Problem to work on – In your answer, transcribe all of the data exactly.

[The data]

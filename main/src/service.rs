use analytics::loader::load_records;
use analytics::record::Record;
use analytics::report::build_report;
use common::{get_socket_path, ERROR_SIGNAL, OK_SIGNAL};
use common::dataset::Dataset;
use common::query::Query;
use std::fs;
use std::io::{Read, Write};
use std::os::unix::net::{UnixListener, UnixStream};
use std::path::Path;

/// Serves one dataset on its own unix socket until the listener dies. The
/// whole log is loaded once at startup; queries only read it.
pub fn serve_dataset(dataset: Dataset, socket_root: String) {
    let records = match load_records(Path::new(&dataset.path)) {
        Ok(records) => records,
        Err(e) => {
            error!("Cannot load dataset {}: {}", dataset.label, e);
            return;
        },
    };
    info!("dataset {} is ready with {} records",
          dataset.label, records.len());

    // close the socket, if it exists
    let _ = fs::remove_file(get_socket_path(&socket_root, &dataset.label));

    if let Ok(listener) = UnixListener::bind(
            get_socket_path(&socket_root, &dataset.label)) {
        for stream in listener.incoming() {
            match stream {
                Ok(mut stream) => answer(&records, &mut stream),
                _              => {
                    /* connection failed */
                    break;
                }
            }
        }
    } else {
        panic!("failed to open a socket")
    }
}

fn answer(records: &[Record], stream: &mut UnixStream) {
    let mut bytes = Vec::new();
    if let Err(e) = stream.read_to_end(&mut bytes) {
        error!("Error happened while reading the incoming query {}", e);
        reply_error(stream, "Cannot read the query");
        return;
    }

    let query = match Query::deserialize(&mut bytes) {
        Ok(query) => query,
        Err(e) => {
            error!("Error happened while decoding the incoming query {}", e);
            reply_error(stream, &e);
            return;
        },
    };

    match build_report(records, &query) {
        Ok(report) => match serde_json::to_string(&report) {
            Ok(json) => {
                let _ = stream.write_all(OK_SIGNAL.as_bytes());
                let _ = stream.write_all(b"\n");
                let _ = stream.write_all(json.as_bytes());
            },
            Err(e) => {
                error!("Cannot encode the report: {}", e);
                reply_error(stream, "Cannot encode the report");
            },
        },
        Err(message) => {
            info!("query rejected: {}", message);
            reply_error(stream, &message);
        },
    }
}

fn reply_error(stream: &mut UnixStream, message: &str) {
    let _ = stream.write_all(ERROR_SIGNAL.as_bytes());
    let _ = stream.write_all(b"\n");
    let _ = stream.write_all(message.as_bytes());
}

#[cfg(test)]
mod tests {
    use super::*;
    use analytics::report::Report;
    use chrono::NaiveDate;
    use common::query::{Query, ReportKind};
    use std::io::{Read, Write};
    use std::net::Shutdown;

    fn record(day: u32, user: &str, amount: f64) -> Record {
        Record {
            id: day as u64,
            created: NaiveDate::from_ymd_opt(2024, 1, day).unwrap()
                .and_hms_opt(12, 0, 0).unwrap(),
            user: user.to_string(),
            game: 1,
            amount,
            pool: None,
        }
    }

    fn exchange(records: &[Record], bytes: &[u8]) -> String {
        let (mut client, mut server) = UnixStream::pair().unwrap();
        client.write_all(bytes).unwrap();
        client.shutdown(Shutdown::Write).unwrap();

        answer(records, &mut server);
        drop(server);

        let mut response = String::new();
        client.read_to_string(&mut response).unwrap();
        response
    }

    #[test]
    fn test_answer_sends_the_report_behind_an_ok_line() {
        let records = vec![record(1, "a", -100.0), record(2, "a", 80.0)];
        let query = Query {
            kind: ReportKind::Overview,
            from: None,
            to: None,
            user: None,
            games: vec![],
            steps: 2,
            limit: 10,
        };

        let response = exchange(&records, &query.serialize().unwrap());
        let mut parts = response.splitn(2, '\n');
        assert_eq!(Some("OK"), parts.next());

        let report: Report = serde_json::from_str(parts.next().unwrap()).unwrap();
        match report {
            Report::Overview(overview) => assert_eq!(100.0, overview.turnover),
            other => panic!("unexpected report: {:?}", other),
        }
    }

    #[test]
    fn test_answer_sends_an_error_line_for_a_truncated_frame() {
        let records = vec![record(1, "a", -100.0)];
        let query = Query {
            kind: ReportKind::Overview,
            from: None,
            to: None,
            user: None,
            games: vec![],
            steps: 2,
            limit: 10,
        };

        let mut bytes = query.serialize().unwrap();
        bytes.truncate(bytes.len() - 4);

        assert_eq!("ERROR\nQuery unexpectedly truncated",
                   exchange(&records, &bytes));
    }

    #[test]
    fn test_answer_relays_report_errors() {
        let records = vec![record(1, "a", -100.0)];
        let query = Query {
            kind: ReportKind::User,
            from: None,
            to: None,
            user: Some("ghost".to_string()),
            games: vec![],
            steps: 2,
            limit: 10,
        };

        assert_eq!("ERROR\nUnknown user id: ghost",
                   exchange(&records, &query.serialize().unwrap()));
    }
}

[/The data]

Exercise output –
filename main/src/service.rs
use analytics::loader::load_records;
use analytics::record::Record;
use analytics::report::build_report;
use common::{get_socket_path, ERROR_SIGNAL, OK_SIGNAL};
use common::dataset::Dataset;
use common::query::Query;
use std::fs;
use std::io::{Read, Write};
use std::os::unix::net::{UnixListener, UnixStream};
use std::path::Path;

/// Serves one dataset on its own unix socket until the listener dies. The
/// whole log is loaded once at startup; queries only read it.
pub fn serve_dataset(dataset: Dataset, socket_root: String) {
    let records = match load_records(Path::new(&dataset.path)) {
        Ok(records) => records,
        Err(e) => {
            error!("Cannot load dataset {}: {}", dataset.label, e);
            return;
        },
    };
    info!("dataset {} is ready with {} records",
          dataset.label, records.len());

    // close the socket, if it exists
    let _ = fs::remove_file(get_socket_path(&socket_root, &dataset.label));

    if let Ok(listener) = UnixListener::bind(
            get_socket_path(&socket_root, &dataset.label)) {
        for stream in listener.incoming() {
            match stream {
                Ok(mut stream) => answer(&records, &mut stream),
                _              => {
                    /* connection failed */
                    break;
                }
            }
        }
    } else {
        panic!("failed to open a socket")
    }
}

fn answer(records: &[Record], stream: &mut UnixStream) {
    let mut bytes = Vec::new();
    if let Err(e) = stream.read_to_end(&mut bytes) {
        error!("Error happened while reading the incoming query {}", e);
        reply_error(stream, "Cannot read the query");
        return;
    }

    let query = match Query::deserialize(&mut bytes) {
        Ok(query) => query,
        Err(e) => {
            error!("Error happened while decoding the incoming query {}", e);
            reply_error(stream, &e);
            return;
        },
    };

    match build_report(records, &query) {
        Ok(report) => match serde_json::to_string(&report) {
            Ok(json) => {
                let _ = stream.write_all(OK_SIGNAL.as_bytes());
                let _ = stream.write_all(b"\n");
                let _ = stream.write_all(json.as_bytes());
            },
            Err(e) => {
                error!("Cannot encode the report: {}", e);
                reply_error(stream, "Cannot encode the report");
            },
        },
        Err(message) => {
            info!("query rejected: {}", message);
            reply_error(stream, &message);
        },
    }
}

fn reply_error(stream: &mut UnixStream, message: &str) {
    let _ = stream.write_all(ERROR_SIGNAL.as_bytes());
    let _ = stream.write_all(b"\n");
    let _ = stream.write_all(message.as_bytes());
}

#[cfg(test)]
mod tests {
    use super::*;
    use analytics::report::Report;
    use chrono::NaiveDate;
    use common::query::{Query, ReportKind};
    use std::io::{Read, Write};
    use std::net::Shutdown;

    fn record(day: u32, user: &str, amount: f64) -> Record {
        Record {
            id: day as u64,
            created: NaiveDate::from_ymd_opt(2024, 1, day).unwrap()
                .and_hms_opt(12, 0, 0).unwrap(),
            user: user.to_string(),
            game: 1,
            amount,
            pool: None,
        }
    }

    fn exchange(records: &[Record], bytes: &[u8]) -> String {
        let (mut client, mut server) = UnixStream::pair().unwrap();
        client.write_all(bytes).unwrap();
        client.shutdown(Shutdown::Write).unwrap();

        answer(records, &mut server);
        drop(server);

        let mut response = String::new();
        client.read_to_string(&mut response).unwrap();
        response
    }

    #[test]
    fn test_answer_sends_the_report_behind_an_ok_line() {
        let records = vec![record(1, "a", -100.0), record(2, "a", 80.0)];
        let query = Query {
            kind: ReportKind::Overview,
            from: None,
            to: None,
            user: None,
            games: vec![],
            steps: 2,
            limit: 10,
        };

        let response = exchange(&records, &query.serialize().unwrap());
        let mut parts = response.splitn(2, '\n');
        assert_eq!(Some("OK"), parts.next());

        let report: Report = serde_json::from_str(parts.next().unwrap()).unwrap();
        match report {
            Report::Overview(overview) => assert_eq!(100.0, overview.turnover),
            other => panic!("unexpected report: {:?}", other),
        }
    }

    #[test]
    fn test_answer_sends_an_error_line_for_a_truncated_frame() {
        let records = vec![record(1, "a", -100.0)];
        let query = Query {
            kind: ReportKind::Overview,
            from: None,
            to: None,
            user: None,
            games: vec![],
            steps: 2,
            limit: 10,
        };

        let mut bytes = query.serialize().unwrap();
        bytes.truncate(bytes.len() - 4);

        assert_eq!("ERROR\nQuery unexpectedly truncated",
                   exchange(&records, &bytes));
    }

    #[test]
    fn test_answer_relays_report_errors() {
        let records = vec![record(1, "a", -100.0)];
        let query = Query {
            kind: ReportKind::User,
            from: None,
            to: None,
            user: Some("ghost".to_string()),
            games: vec![],
            steps: 2,
            limit: 10,
        };

        assert_eq!("ERROR\nUnknown user id: ghost",
                   exchange(&records, &query.serialize().unwrap()));
    }
}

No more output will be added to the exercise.